Pediatric Coding Alert

You Be the Coder:

Location Determines Correct Z Code Use

Question: Our pediatrician performed a final hospital discharge for a newborn baby that lasted over 30 minutes, but when we submitted 99239 (Hospital discharge day management; more than 30 minutes) with Z00.110 (Health examination for newborn under 8 days old), we were denied. What is the correct ICD-10 code to submit with this service?

Colorado Subscriber

Answer: The issue here is the location of the visit when your pediatrician provided the service. When the baby was born, you would have reported a code from the Z38 series (Liveborn infants according to place of birth and type of delivery). The ICD-10-CM Official Guidelines for Coding and Reporting state that “A code from category Z38 is assigned only once, to a newborn at the time of birth. If a newborn is transferred to another institution, a code from category Z38 should not be used at the receiving hospital.”

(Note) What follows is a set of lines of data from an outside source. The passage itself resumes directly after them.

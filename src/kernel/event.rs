use crate::models::Entry;
use serde::{Deserialize, Serialize};

/// One filesystem mutation, as delivered by the external watcher.
#[derive(Debug, Clone, PartialEq, Eq, Serialize, Deserialize)]
#[serde(
    tag = "kind",
    rename_all = "camelCase",
    rename_all_fields = "camelCase"
)]
pub enum MutationEvent {
    Created {
        parent_path: String,
        entry: Entry,
    },
    Deleted {
        paths: Vec<String>,
    },
    Renamed {
        old_path: String,
        new_path: String,
        is_directory: bool,
        new_name: String,
    },
    Moved {
        source_path: String,
        destination_dir_path: String,
        new_path: String,
        is_directory: bool,
    },
}

impl MutationEvent {
    pub fn kind(&self) -> &'static str {
        match self {
            MutationEvent::Created { .. } => "created",
            MutationEvent::Deleted { .. } => "deleted",
            MutationEvent::Renamed { .. } => "renamed",
            MutationEvent::Moved { .. } => "moved",
        }
    }
}
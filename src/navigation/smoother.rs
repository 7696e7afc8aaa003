//! Catmull-Rom smoothing of pruned waypoints into a drivable curve.
//!
//! The curve passes through every waypoint. Ends are clamped by repeating the
//! first and last waypoint as virtual control points.

use crate::core::Point;

/// Interpolates `density` points per waypoint segment with a uniform
/// Catmull-Rom spline and appends the final waypoint.
///
/// Inputs with fewer than two waypoints come back unchanged. The output holds
/// `(n - 1) * density + 1` points and its last element is the last waypoint
/// exactly.
pub fn smooth_path(waypoints: &[Point], density: usize) -> Vec<Point> {
    if waypoints.len() < 2 {
        return waypoints.to_vec();
    }
    let first = waypoints[0];
    let last = waypoints[waypoints.len() - 1];

    let mut controls = Vec::with_capacity(waypoints.len() + 2);
    controls.push(first);
    controls.extend_from_slice(waypoints);
    controls.push(last);

    let mut path = Vec::with_capacity((waypoints.len() - 1) * density + 1);
    for window in controls.windows(4) {
        let [p0, p1, p2, p3] = [window[0].coords, window[1].coords, window[2].coords, window[3].coords];
        for step in 0..density {
            let t = step as f64 / density as f64;
            let t2 = t * t;
            let t3 = t2 * t;
            let q = (p1 * 2.0
                + (p2 - p0) * t
                + (p0 * 2.0 - p1 * 5.0 + p2 * 4.0 - p3) * t2
                + (p1 * 3.0 - p0 - p2 * 3.0 + p3) * t3)
                * 0.5;
            path.push(Point::from(q));
        }
    }

    path.push(last);
    path
}
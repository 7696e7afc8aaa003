//! Connectivity clustering and cluster selection.
//!
//! Two targets share a cluster when a chain of hops, each no longer than the
//! clustering radius, connects them. Expansion is a breadth-first flood fill
//! over an explicit work queue.

use std::collections::VecDeque;

use crate::core::{Point, distance};

/// A cluster together with how attractive it is from a reference position.
#[derive(Debug, Clone, PartialEq)]
pub struct ScoredCluster {
    /// Member targets, never empty
    pub points: Vec<Point>,
    /// `size / (min_distance + bias)`
    pub score: f64,
    /// Distance from the reference position to the nearest member
    pub min_distance: f64,
}

impl ScoredCluster {
    /// Number of targets in the cluster
    pub fn size(&self) -> usize {
        self.points.len()
    }
}

/// Outcome of choosing the best cluster from a full partition.
#[derive(Debug, Clone, PartialEq)]
pub struct ClusterSelection {
    /// The winning cluster
    pub cluster: ScoredCluster,
    /// Total number of clusters in the partition
    pub num_clusters: usize,
}

/// Flood-fills from `seed`, marking every reached index in `visited`.
fn expand(targets: &[Point], seed: usize, radius: f64, visited: &mut [bool]) -> Vec<Point> {
    let mut members = vec![seed];
    let mut queue = VecDeque::from([seed]);
    visited[seed] = true;

    while let Some(curr) = queue.pop_front() {
        for (i, p) in targets.iter().enumerate() {
            if !visited[i] && distance(p, &targets[curr]) <= radius {
                visited[i] = true;
                members.push(i);
                queue.push_back(i);
            }
        }
    }

    // Keep members in input order.
    members.sort_unstable();
    members.into_iter().map(|i| targets[i]).collect()
}

/// Partitions `targets` into connected clusters under `radius`.
///
/// Seeds are taken in input order, so the partition order is deterministic.
pub fn find_all_clusters(targets: &[Point], radius: f64) -> Vec<Vec<Point>> {
    let mut visited = vec![false; targets.len()];
    let mut clusters = Vec::new();

    for seed in 0..targets.len() {
        if visited[seed] {
            continue;
        }
        clusters.push(expand(targets, seed, radius, &mut visited));
    }

    clusters
}

/// Returns the single cluster grown from the target nearest to `reference`.
///
/// Empty input yields an empty cluster.
pub fn find_nearest_cluster(targets: &[Point], reference: &Point, radius: f64) -> Vec<Point> {
    let Some(seed) = nearest_index(targets, reference) else {
        return Vec::new();
    };
    let mut visited = vec![false; targets.len()];
    expand(targets, seed, radius, &mut visited)
}

/// Index of the point nearest to `reference`, first one on ties.
pub(crate) fn nearest_index(points: &[Point], reference: &Point) -> Option<usize> {
    let mut best: Option<(usize, f64)> = None;
    for (i, p) in points.iter().enumerate() {
        let d = distance(p, reference);
        if best.is_none_or(|(_, best_d)| d < best_d) {
            best = Some((i, d));
        }
    }
    best.map(|(i, _)| i)
}

/// Scores a non-empty cluster as `size / (min_distance + bias)`.
///
/// Returns `None` for an empty cluster.
pub fn score_cluster(cluster: &[Point], reference: &Point, distance_bias: f64) -> Option<ScoredCluster> {
    let min_distance = cluster
        .iter()
        .map(|p| distance(p, reference))
        .min_by(f64::total_cmp)?;

    Some(ScoredCluster {
        points: cluster.to_vec(),
        score: cluster.len() as f64 / (min_distance + distance_bias),
        min_distance,
    })
}

/// Scores every cluster and keeps the one with the strictly greatest score.
///
/// Ties go to the cluster encountered first in partition order.
pub fn select_best_cluster(
    clusters: &[Vec<Point>],
    reference: &Point,
    distance_bias: f64,
) -> Option<ClusterSelection> {
    let mut best: Option<ScoredCluster> = None;

    for cluster in clusters {
        let Some(scored) = score_cluster(cluster, reference, distance_bias) else {
            continue;
        };
        if best.as_ref().is_none_or(|b| scored.score > b.score) {
            best = Some(scored);
        }
    }

    best.map(|cluster| ClusterSelection {
        cluster,
        num_clusters: clusters.len(),
    })
}

#[cfg(test)]
mod tests {
    use super::*;

    fn pts(raw: &[(f64, f64)]) -> Vec<Point> {
        raw.iter().map(|&(x, y)| Point::new(x, y)).collect()
    }

    #[test]
    fn chain_is_connected_even_when_ends_are_far_apart() {
        let targets = pts(&[(0.0, 0.0), (1.0, 0.0), (2.0, 0.0), (3.0, 0.0)]);
        let clusters = find_all_clusters(&targets, 1.0);
        assert_eq!(clusters.len(), 1);
        assert_eq!(clusters[0].len(), 4);
    }

    #[test]
    fn radius_is_inclusive() {
        let targets = pts(&[(0.0, 0.0), (1.5, 0.0)]);
        assert_eq!(find_all_clusters(&targets, 1.5).len(), 1);
        assert_eq!(find_all_clusters(&targets, 1.49).len(), 2);
    }

    #[test]
    fn nearest_cluster_seeds_from_closest_target() {
        let targets = pts(&[(10.0, 0.0), (10.5, 0.0), (1.0, 0.0), (1.2, 0.5)]);
        let cluster = find_nearest_cluster(&targets, &Point::new(0.0, 0.0), 1.5);
        assert_eq!(cluster, pts(&[(1.0, 0.0), (1.2, 0.5)]));
    }

    #[test]
    fn nearest_cluster_of_nothing_is_empty() {
        assert!(find_nearest_cluster(&[], &Point::origin(), 1.5).is_empty());
    }

    #[test]
    fn selection_ties_keep_first_cluster() {
        // Mirror images around the reference score identically.
        let clusters = vec![pts(&[(-2.0, 0.0)]), pts(&[(2.0, 0.0)])];
        let sel = select_best_cluster(&clusters, &Point::origin(), 0.5).unwrap();
        assert_eq!(sel.cluster.points, pts(&[(-2.0, 0.0)]));
        assert_eq!(sel.num_clusters, 2);
    }

    #[test]
    fn bigger_cluster_can_beat_nearer_one() {
        let clusters = vec![
            pts(&[(1.0, 0.0)]),
            pts(&[(3.0, 0.0), (3.5, 0.0), (4.0, 0.0), (4.5, 0.0)]),
        ];
        // 1 / 1.5 = 0.67 versus 4 / 3.5 = 1.14
        let sel = select_best_cluster(&clusters, &Point::origin(), 0.5).unwrap();
        assert_eq!(sel.cluster.size(), 4);
        assert!((sel.cluster.min_distance - 3.0).abs() < 1e-12);
    }

    #[test]
    fn empty_partition_has_no_selection() {
        assert!(select_best_cluster(&[], &Point::origin(), 0.5).is_none());
    }
}
// src/main.rs
// Runs a headless collection session over a fixed scatter of targets and logs the outcome.
//
// Usage: harvester [config.yaml] [local|sweep]
// Logging is controlled with RUST_LOG (e.g. RUST_LOG=info).

use harvester::{CollectionPlanner, HarvestConfig, PlanningMode, Point, Session, SessionStatus};
use log::{error, info};
use std::error::Error;

/// Simulation rate of the demo loop (Hz)
const FPS: f64 = 30.0;
/// Stop after this many simulated seconds even if targets remain
const MAX_SECONDS: f64 = 600.0;

/// Deterministic spread of targets: two tight groups, a loose line and a few strays.
fn demo_targets() -> Vec<Point> {
    [
        (3.0, 2.0), (3.4, 2.3), (3.1, 2.8), (2.7, 2.4),
        (8.0, 6.0), (8.5, 6.2), (8.3, 5.6),
        (5.0, 4.0), (6.0, 4.1), (7.0, 4.0), (8.0, 3.9), (9.0, 4.0),
        (12.5, 1.5), (14.8, 7.0), (11.0, 6.8),
    ]
    .iter()
    .map(|&(x, y)| Point::new(x, y))
    .collect()
}

fn main() -> Result<(), Box<dyn Error>> {
    env_logger::init();
    info!("Starting Harvester demo...");

    let mut args = std::env::args().skip(1);
    let mut config = match args.next() {
        Some(path) => HarvestConfig::from_yaml_file(path)?,
        None => HarvestConfig::default(),
    };
    match args.next().as_deref() {
        Some("sweep") => config.session.mode = PlanningMode::FullSweep,
        Some("local") => config.session.mode = PlanningMode::LocalCluster,
        Some(other) => error!("Unknown mode '{}', keeping {:?}", other, config.session.mode),
        None => {}
    }

    let planner = CollectionPlanner::new(config.planner.clone())?;
    let mut session = Session::new(planner, config.session.clone(), config.field.clone())?;
    for target in demo_targets() {
        session.add_target(target);
    }
    info!("Placed {} targets, mode {:?}", session.targets().len(), session.mode());

    session.start();

    let dt = 1.0 / FPS;
    let mut elapsed = 0.0;
    let mut travelled = 0.0;
    let mut last = session.position();
    while session.status() != SessionStatus::Done && elapsed < MAX_SECONDS {
        session.step(dt);
        elapsed += dt;

        let now = session.position();
        travelled += harvester::core::distance(&last, &now);
        last = now;
    }

    info!(
        "Finished in {:.1} s: {} collected, {} remaining, {:.2} m driven, {} replans",
        elapsed,
        session.collected(),
        session.targets().len(),
        travelled,
        session.replan_count()
    );
    if session.status() != SessionStatus::Done {
        error!("Session still {} after {:.0} s", session.status(), MAX_SECONDS);
    }
    Ok(())
}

In other words, as the American Academy of Pediatrics points out, you should “report Z38 as the primary code for each day the baby is in the birth hospital from birth. … It [the code] is used only once for the entire birth stay in the hospital of birth. Do not report a code from category Z00 for the baby’s stay in the hospital” (AAP News, Volume 36, Number 8. August 2015).

So, by reporting Z00.110, you indicated the baby had already been discharged, which does not support coding for a 99239 service. The Z38 code should remain in effect up until the discharge; after that, Z00.110 (or Z00.111 [Health examination for newborn 8 to 28 days old]); or Z00.12 [Health check, (routine) for child over 28 days old]) would be appropriate to submit with other procedural codes.

However, if a pediatrician needed to spend greater than 30 minutes in discharge due to an issue the neonate was having, use the reason for the longer discharge time — such as hyperbilirubinemia instead of the normal newborn diagnosis code. It will justify the use of the longer discharge code.